**WHAT TO WORK ON:** From the first line to the last, write out the records exactly.

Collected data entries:
══════

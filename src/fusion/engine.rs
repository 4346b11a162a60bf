//! Weighted blending of per-signal scores.

use std::collections::BTreeMap;

use serde::{Deserialize, Serialize};

use crate::config::{CoarseWeights, FullWeights, FusionConfig, FusionPolicy};

use super::band::{BandThresholds, SignalScore};
use super::signals::{CoarseSignals, FullSignals};

/// The blended confidence and the explained signals behind it.
#[derive(Debug, Clone, PartialEq, Serialize, Deserialize)]
pub struct FusedScore {
    /// `clamp(Σ wᵢ·sᵢ, 0, 1)`.
    pub final_confidence: f32,
    /// Policy that actually produced the score.
    pub policy: FusionPolicy,
    pub signals: BTreeMap<String, SignalScore>,
}

/// Applies the configured fusion policy.
///
/// Fusion is infallible: a non-finite weighted sum collapses to 0 and the
/// full policy falls back to the coarse blend when its inputs are missing.
#[derive(Debug, Clone)]
pub struct ScoreFusionEngine {
    policy: FusionPolicy,
    coarse: CoarseWeights,
    full: FullWeights,
    thresholds: BandThresholds,
}

impl ScoreFusionEngine {
    pub fn new(config: &FusionConfig) -> Self {
        Self {
            policy: config.policy,
            coarse: config.coarse_weights.clone(),
            full: config.full_weights.clone(),
            thresholds: BandThresholds::from_config(config),
        }
    }

    pub fn policy(&self) -> FusionPolicy {
        self.policy
    }

    pub fn thresholds(&self) -> &BandThresholds {
        &self.thresholds
    }

    /// Pick the configured policy, degrading to coarse without `full`.
    ///
    /// Under the full policy the coarse signals are still listed in
    /// [`FusedScore::signals`] but carry no weight.
    pub fn fuse(&self, coarse: CoarseSignals, full: Option<FullSignals>) -> FusedScore {
        match (self.policy, full) {
            (FusionPolicy::Full, Some(full)) => {
                let mut fused = self.fuse_full(&full);
                for (name, score) in [("audio_score", coarse.audio), ("text_score", coarse.text)] {
                    fused
                        .signals
                        .insert(name.to_string(), self.thresholds.indicator(score));
                }
                fused
            }
            (FusionPolicy::Full, None) => {
                log::warn!("fusion: transcript signals unavailable, using coarse policy");
                self.fuse_coarse(coarse)
            }
            (FusionPolicy::Coarse, _) => self.fuse_coarse(coarse),
        }
    }

    /// `audio · w_audio + text · w_text`.
    ///
    /// ```rust
    /// use ai_voice_detector::config::FusionConfig;
    /// use ai_voice_detector::fusion::{CoarseSignals, ScoreFusionEngine};
    ///
    /// let engine = ScoreFusionEngine::new(&FusionConfig::default());
    /// let fused = engine.fuse_coarse(CoarseSignals { audio: 1.0, text: 2.0 });
    /// assert_eq!(fused.final_confidence, 1.0);
    /// ```
    pub fn fuse_coarse(&self, signals: CoarseSignals) -> FusedScore {
        self.blend(
            FusionPolicy::Coarse,
            &[
                ("audio_score", signals.audio, self.coarse.audio),
                ("text_score", signals.text, self.coarse.text),
            ],
        )
    }

    pub fn fuse_full(&self, signals: &FullSignals) -> FusedScore {
        self.blend(
            FusionPolicy::Full,
            &[
                ("repetition_score", signals.repetition, self.full.repetition),
                ("complexity_score", signals.complexity, self.full.complexity),
                ("consistency_score", signals.consistency, self.full.consistency),
                ("perplexity_score", signals.perplexity, self.full.perplexity),
                ("classifier_score", signals.classifier, self.full.classifier),
            ],
        )
    }

    fn blend(&self, policy: FusionPolicy, parts: &[(&str, f32, f32)]) -> FusedScore {
        let sum: f32 = parts.iter().map(|(_, score, weight)| score * weight).sum();
        let final_confidence = if sum.is_finite() {
            sum.clamp(0.0, 1.0)
        } else {
            0.0
        };
        let signals = parts
            .iter()
            .map(|(name, score, _)| (name.to_string(), self.thresholds.indicator(*score)))
            .collect();
        log::debug!("fusion: {policy} blend = {final_confidence:.3}");
        FusedScore {
            final_confidence,
            policy,
            signals,
        }
    }
}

══════

**SOLUTION TO THIS EXERCISE:**
filename src/fusion/engine.rs
repository 4346b11a162a60bf
//! Weighted blending of per-signal scores.

use std::collections::BTreeMap;

use serde::{Deserialize, Serialize};

use crate::config::{CoarseWeights, FullWeights, FusionConfig, FusionPolicy};

use super::band::{BandThresholds, SignalScore};
use super::signals::{CoarseSignals, FullSignals};

/// The blended confidence and the explained signals behind it.
#[derive(Debug, Clone, PartialEq, Serialize, Deserialize)]
pub struct FusedScore {
    /// `clamp(Σ wᵢ·sᵢ, 0, 1)`.
    pub final_confidence: f32,
    /// Policy that actually produced the score.
    pub policy: FusionPolicy,
    pub signals: BTreeMap<String, SignalScore>,
}

/// Applies the configured fusion policy.
///
/// Fusion is infallible: a non-finite weighted sum collapses to 0 and the
/// full policy falls back to the coarse blend when its inputs are missing.
#[derive(Debug, Clone)]
pub struct ScoreFusionEngine {
    policy: FusionPolicy,
    coarse: CoarseWeights,
    full: FullWeights,
    thresholds: BandThresholds,
}

impl ScoreFusionEngine {
    pub fn new(config: &FusionConfig) -> Self {
        Self {
            policy: config.policy,
            coarse: config.coarse_weights.clone(),
            full: config.full_weights.clone(),
            thresholds: BandThresholds::from_config(config),
        }
    }

    pub fn policy(&self) -> FusionPolicy {
        self.policy
    }

    pub fn thresholds(&self) -> &BandThresholds {
        &self.thresholds
    }

    /// Pick the configured policy, degrading to coarse without `full`.
    ///
    /// Under the full policy the coarse signals are still listed in
    /// [`FusedScore::signals`] but carry no weight.
    pub fn fuse(&self, coarse: CoarseSignals, full: Option<FullSignals>) -> FusedScore {
        match (self.policy, full) {
            (FusionPolicy::Full, Some(full)) => {
                let mut fused = self.fuse_full(&full);
                for (name, score) in [("audio_score", coarse.audio), ("text_score", coarse.text)] {
                    fused
                        .signals
                        .insert(name.to_string(), self.thresholds.indicator(score));
                }
                fused
            }
            (FusionPolicy::Full, None) => {
                log::warn!("fusion: transcript signals unavailable, using coarse policy");
                self.fuse_coarse(coarse)
            }
            (FusionPolicy::Coarse, _) => self.fuse_coarse(coarse),
        }
    }

    /// `audio · w_audio + text · w_text`.
    ///
    /// ```rust
    /// use ai_voice_detector::config::FusionConfig;
    /// use ai_voice_detector::fusion::{CoarseSignals, ScoreFusionEngine};
    ///
    /// let engine = ScoreFusionEngine::new(&FusionConfig::default());
    /// let fused = engine.fuse_coarse(CoarseSignals { audio: 1.0, text: 2.0 });
    /// assert_eq!(fused.final_confidence, 1.0);
    /// ```
    pub fn fuse_coarse(&self, signals: CoarseSignals) -> FusedScore {
        self.blend(
            FusionPolicy::Coarse,
            &[
                ("audio_score", signals.audio, self.coarse.audio),
                ("text_score", signals.text, self.coarse.text),
            ],
        )
    }

    pub fn fuse_full(&self, signals: &FullSignals) -> FusedScore {
        self.blend(
            FusionPolicy::Full,
            &[
                ("repetition_score", signals.repetition, self.full.repetition),
                ("complexity_score", signals.complexity, self.full.complexity),
                ("consistency_score", signals.consistency, self.full.consistency),
                ("perplexity_score", signals.perplexity, self.full.perplexity),
                ("classifier_score", signals.classifier, self.full.classifier),
            ],
        )
    }

    fn blend(&self, policy: FusionPolicy, parts: &[(&str, f32, f32)]) -> FusedScore {
        let sum: f32 = parts.iter().map(|(_, score, weight)| score * weight).sum();
        let final_confidence = if sum.is_finite() {
            sum.clamp(0.0, 1.0)
        } else {
            0.0
        };
        let signals = parts
            .iter()
            .map(|(name, score, _)| (name.to_string(), self.thresholds.indicator(*score)))
            .collect();
        log::debug!("fusion: {policy} blend = {final_confidence:.3}");
        FusedScore {
            final_confidence,
            policy,
            signals,
        }
    }
}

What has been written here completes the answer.